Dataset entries
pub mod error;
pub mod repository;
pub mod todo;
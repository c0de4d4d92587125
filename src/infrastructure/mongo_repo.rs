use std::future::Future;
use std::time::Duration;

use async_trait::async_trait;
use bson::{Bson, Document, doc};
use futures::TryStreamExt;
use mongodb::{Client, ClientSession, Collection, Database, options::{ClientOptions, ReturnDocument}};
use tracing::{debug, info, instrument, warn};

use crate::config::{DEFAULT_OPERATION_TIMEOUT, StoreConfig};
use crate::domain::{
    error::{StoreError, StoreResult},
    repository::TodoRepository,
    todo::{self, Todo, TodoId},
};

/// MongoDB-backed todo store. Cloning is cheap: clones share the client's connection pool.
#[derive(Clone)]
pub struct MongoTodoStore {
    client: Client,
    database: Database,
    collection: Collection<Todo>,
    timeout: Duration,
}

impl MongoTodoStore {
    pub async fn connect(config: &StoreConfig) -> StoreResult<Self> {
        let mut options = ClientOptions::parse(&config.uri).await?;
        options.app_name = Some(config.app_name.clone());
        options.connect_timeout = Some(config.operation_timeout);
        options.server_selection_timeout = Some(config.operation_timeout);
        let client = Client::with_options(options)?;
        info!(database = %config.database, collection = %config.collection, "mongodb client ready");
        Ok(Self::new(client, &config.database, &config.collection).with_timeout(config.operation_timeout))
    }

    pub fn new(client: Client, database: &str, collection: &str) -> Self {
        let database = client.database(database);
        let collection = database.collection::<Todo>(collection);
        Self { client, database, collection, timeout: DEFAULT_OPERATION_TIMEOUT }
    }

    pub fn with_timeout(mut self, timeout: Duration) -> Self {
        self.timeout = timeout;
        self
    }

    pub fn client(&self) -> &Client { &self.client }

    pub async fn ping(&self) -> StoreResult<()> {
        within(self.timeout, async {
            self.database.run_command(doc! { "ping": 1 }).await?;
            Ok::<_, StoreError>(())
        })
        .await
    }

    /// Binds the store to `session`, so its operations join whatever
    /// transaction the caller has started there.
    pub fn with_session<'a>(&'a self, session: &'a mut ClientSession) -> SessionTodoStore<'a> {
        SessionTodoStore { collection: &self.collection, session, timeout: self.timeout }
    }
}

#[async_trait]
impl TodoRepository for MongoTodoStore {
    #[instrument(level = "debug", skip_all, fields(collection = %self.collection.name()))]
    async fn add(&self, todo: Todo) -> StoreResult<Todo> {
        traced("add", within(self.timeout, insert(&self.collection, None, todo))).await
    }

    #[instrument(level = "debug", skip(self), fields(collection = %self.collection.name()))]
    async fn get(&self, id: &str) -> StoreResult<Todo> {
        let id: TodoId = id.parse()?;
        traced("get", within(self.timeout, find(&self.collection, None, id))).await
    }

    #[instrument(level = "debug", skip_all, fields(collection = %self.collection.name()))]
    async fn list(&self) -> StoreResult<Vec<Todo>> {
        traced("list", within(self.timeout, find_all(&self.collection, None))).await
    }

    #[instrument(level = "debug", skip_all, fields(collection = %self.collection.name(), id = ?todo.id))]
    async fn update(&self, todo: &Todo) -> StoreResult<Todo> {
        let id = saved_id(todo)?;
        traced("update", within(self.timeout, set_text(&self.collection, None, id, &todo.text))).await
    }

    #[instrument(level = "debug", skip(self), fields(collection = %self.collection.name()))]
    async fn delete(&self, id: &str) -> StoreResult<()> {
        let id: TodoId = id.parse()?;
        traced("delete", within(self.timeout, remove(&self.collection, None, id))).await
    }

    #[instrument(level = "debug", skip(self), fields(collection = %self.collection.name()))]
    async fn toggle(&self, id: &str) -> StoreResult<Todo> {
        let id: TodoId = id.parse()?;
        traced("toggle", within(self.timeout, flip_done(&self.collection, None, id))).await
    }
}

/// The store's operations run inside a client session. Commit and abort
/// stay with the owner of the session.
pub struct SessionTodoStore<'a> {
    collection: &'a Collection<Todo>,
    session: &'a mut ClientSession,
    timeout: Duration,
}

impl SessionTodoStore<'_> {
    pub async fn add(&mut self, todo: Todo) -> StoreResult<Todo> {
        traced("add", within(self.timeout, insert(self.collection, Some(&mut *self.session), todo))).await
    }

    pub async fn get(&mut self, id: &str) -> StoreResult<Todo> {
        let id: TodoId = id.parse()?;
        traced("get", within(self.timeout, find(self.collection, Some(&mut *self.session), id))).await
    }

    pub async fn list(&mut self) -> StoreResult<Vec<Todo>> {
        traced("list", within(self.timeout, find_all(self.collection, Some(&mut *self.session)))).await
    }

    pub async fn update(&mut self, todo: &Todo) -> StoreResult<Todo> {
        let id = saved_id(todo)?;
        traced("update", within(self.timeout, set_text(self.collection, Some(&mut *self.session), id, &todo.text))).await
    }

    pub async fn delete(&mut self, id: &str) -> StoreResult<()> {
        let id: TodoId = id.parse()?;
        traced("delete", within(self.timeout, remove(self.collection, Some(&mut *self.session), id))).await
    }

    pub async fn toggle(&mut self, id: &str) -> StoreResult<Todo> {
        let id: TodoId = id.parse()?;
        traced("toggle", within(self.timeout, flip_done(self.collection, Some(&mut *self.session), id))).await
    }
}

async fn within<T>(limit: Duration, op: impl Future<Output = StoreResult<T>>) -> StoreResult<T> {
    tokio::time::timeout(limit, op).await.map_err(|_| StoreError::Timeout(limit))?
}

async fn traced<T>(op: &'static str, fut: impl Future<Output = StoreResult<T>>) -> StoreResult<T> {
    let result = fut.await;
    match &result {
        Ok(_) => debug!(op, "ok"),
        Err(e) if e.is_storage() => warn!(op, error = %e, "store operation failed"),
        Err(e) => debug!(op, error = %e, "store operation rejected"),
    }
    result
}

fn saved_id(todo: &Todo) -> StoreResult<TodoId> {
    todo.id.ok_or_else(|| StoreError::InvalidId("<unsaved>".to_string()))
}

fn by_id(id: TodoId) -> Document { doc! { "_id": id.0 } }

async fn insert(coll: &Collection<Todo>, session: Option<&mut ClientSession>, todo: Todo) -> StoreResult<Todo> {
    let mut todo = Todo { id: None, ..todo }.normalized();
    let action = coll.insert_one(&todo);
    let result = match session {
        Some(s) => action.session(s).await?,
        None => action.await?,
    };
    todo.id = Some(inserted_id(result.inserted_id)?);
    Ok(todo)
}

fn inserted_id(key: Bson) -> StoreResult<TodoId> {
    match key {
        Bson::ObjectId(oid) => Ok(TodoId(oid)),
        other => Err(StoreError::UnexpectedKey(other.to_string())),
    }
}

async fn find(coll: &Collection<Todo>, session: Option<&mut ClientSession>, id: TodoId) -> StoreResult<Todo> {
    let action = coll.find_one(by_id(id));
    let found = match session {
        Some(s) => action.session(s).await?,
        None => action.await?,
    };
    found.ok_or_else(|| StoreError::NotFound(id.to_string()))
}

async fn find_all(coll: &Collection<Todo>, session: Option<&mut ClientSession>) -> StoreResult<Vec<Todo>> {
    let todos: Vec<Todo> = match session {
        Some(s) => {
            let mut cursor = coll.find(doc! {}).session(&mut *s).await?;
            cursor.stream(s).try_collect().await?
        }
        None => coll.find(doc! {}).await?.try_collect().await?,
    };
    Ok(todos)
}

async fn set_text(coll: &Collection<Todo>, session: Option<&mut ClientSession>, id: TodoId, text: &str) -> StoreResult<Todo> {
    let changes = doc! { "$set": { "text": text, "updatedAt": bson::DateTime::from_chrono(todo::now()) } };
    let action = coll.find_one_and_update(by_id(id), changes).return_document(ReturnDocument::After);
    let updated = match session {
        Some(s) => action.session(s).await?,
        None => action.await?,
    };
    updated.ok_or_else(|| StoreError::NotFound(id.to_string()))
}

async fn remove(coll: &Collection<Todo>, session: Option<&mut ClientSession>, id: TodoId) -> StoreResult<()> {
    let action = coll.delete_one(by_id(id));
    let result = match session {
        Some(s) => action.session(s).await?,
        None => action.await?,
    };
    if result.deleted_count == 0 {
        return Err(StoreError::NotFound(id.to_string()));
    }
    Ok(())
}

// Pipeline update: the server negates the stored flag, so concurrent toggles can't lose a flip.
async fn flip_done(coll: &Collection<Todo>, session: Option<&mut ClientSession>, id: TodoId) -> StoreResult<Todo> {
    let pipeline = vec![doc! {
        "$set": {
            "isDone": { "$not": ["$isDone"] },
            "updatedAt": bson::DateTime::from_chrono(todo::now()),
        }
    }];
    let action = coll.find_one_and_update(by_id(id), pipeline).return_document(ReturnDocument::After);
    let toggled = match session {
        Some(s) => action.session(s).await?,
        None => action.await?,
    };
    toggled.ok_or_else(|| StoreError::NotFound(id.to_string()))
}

_EXERCISE DIRECTIONS_.
Where does "ClientOptions" appear in the records above? Copy every line that has it.

_YOUR RESPONSE_.
use mongodb::{Client, ClientSession, Collection, Database, options::{ClientOptions, ReturnDocument}};
        let mut options = ClientOptions::parse(&config.uri).await?;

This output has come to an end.